- _EXERCISE AIM_: When you find the line with "settlements exactly once." among the records below, reproduce it and each line after it exactly, ending with the line with "mod data_objects;".

(Stored data)

■ ■ ■

//! # Hugard engine public API
//!
//! The API is modular, so clients pick the functionality they need:
//!
//! * [`charge_issuer_api`] validates payment requests, creates provider charges and records them in the ledger.
//! * [`reconciliation_api`] polls the provider for every pending charge and applies settlements exactly once.
//! * [`reporting_api`] aggregates settled charges into histories and leaderboards.
//!
//! Every API is created by supplying a ledger backend (and, where needed, a payment provider and an artifact store):
//!
//! ```rust,ignore
//! use hugard_engine::{ReportingApi, SqliteDatabase};
//! let db = SqliteDatabase::new_with_url("sqlite://data/payments.db", 5).await?;
//! let api = ReportingApi::new(db);
//! let stats = api.server_stats().await?;
//! ```
pub mod charge_issuer_api;
pub mod charge_objects;
pub mod errors;
pub mod reconciliation_api;
pub mod report_objects;
pub mod reporting_api;
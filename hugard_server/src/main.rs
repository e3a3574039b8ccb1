use dotenvy::dotenv;
use hugard_server::{cli::handle_command_line_args, config::ServerConfig, server::run_server};
use log::{error, info};

#[actix_web::main]
async fn main() {
    dotenv().ok();
    env_logger::init();
    if handle_command_line_args() {
        return;
    }
    let config = match ServerConfig::try_from_env() {
        Ok(config) => config,
        Err(e) => {
            error!("🪛️ {e}");
            eprintln!("{e}\n\nRun `hugard_server --help` to see which environment variables need to be set.");
            std::process::exit(1);
        },
    };

    info!("🚀️ Starting server on {}:{}", config.host, config.port);
    match run_server(config).await {
        Ok(_) => println!("Bye!"),
        Err(e) => eprintln!("{e}"),
    }
}
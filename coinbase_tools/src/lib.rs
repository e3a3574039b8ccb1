//! # Coinbase Commerce tools
//!
//! A small, stateless REST client for the two Coinbase Commerce operations the payment bot needs: creating a
//! fixed-price charge and reading back its timeline.
mod api;
mod config;
mod data_objects;
mod error;

pub use api::CoinbaseApi;
pub use config::CoinbaseConfig;
pub use data_objects::{Charge, ChargeStatus, LocalPrice, NewCharge, TimelineEntry};
pub use error::CoinbaseApiError;
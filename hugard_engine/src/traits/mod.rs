//! Seams to the collaborators the engine depends on but does not implement: the payment provider and the store for
//! disposable scannable-code artifacts.
mod charge_artifacts;
mod payment_provider;

pub use charge_artifacts::{ArtifactError, ChargeArtifacts, NoArtifacts};
pub use payment_provider::{PaymentProvider, ProviderError, ProviderStatus};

■ ■ ■

- _WRITTEN REPLY_:
//! * [`reconciliation_api`] polls the provider for every pending charge and applies settlements exactly once.
//! * [`reporting_api`] aggregates settled charges into histories and leaderboards.
//!
//! Every API is created by supplying a ledger backend (and, where needed, a payment provider and an artifact store):
//!
//! ```rust,ignore
//! use hugard_engine::{ReportingApi, SqliteDatabase};
//! let db = SqliteDatabase::new_with_url("sqlite://data/payments.db", 5).await?;
//! let api = ReportingApi::new(db);
//! let stats = api.server_stats().await?;
//! ```
pub mod charge_issuer_api;
pub mod charge_objects;
pub mod errors;
pub mod reconciliation_api;
pub mod report_objects;
pub mod reporting_api;
filename hugard_server/src/main.rs
repository e3a3574039b8ccb1
use dotenvy::dotenv;
use hugard_server::{cli::handle_command_line_args, config::ServerConfig, server::run_server};
use log::{error, info};

#[actix_web::main]
async fn main() {
    dotenv().ok();
    env_logger::init();
    if handle_command_line_args() {
        return;
    }
    let config = match ServerConfig::try_from_env() {
        Ok(config) => config,
        Err(e) => {
            error!("🪛️ {e}");
            eprintln!("{e}\n\nRun `hugard_server --help` to see which environment variables need to be set.");
            std::process::exit(1);
        },
    };

    info!("🚀️ Starting server on {}:{}", config.host, config.port);
    match run_server(config).await {
        Ok(_) => println!("Bye!"),
        Err(e) => eprintln!("{e}"),
    }
}
filename coinbase_tools/src/lib.rs
repository e3a3574039b8ccb1
//! # Coinbase Commerce tools
//!
//! A small, stateless REST client for the two Coinbase Commerce operations the payment bot needs: creating a
//! fixed-price charge and reading back its timeline.
mod api;
mod config;
mod data_objects;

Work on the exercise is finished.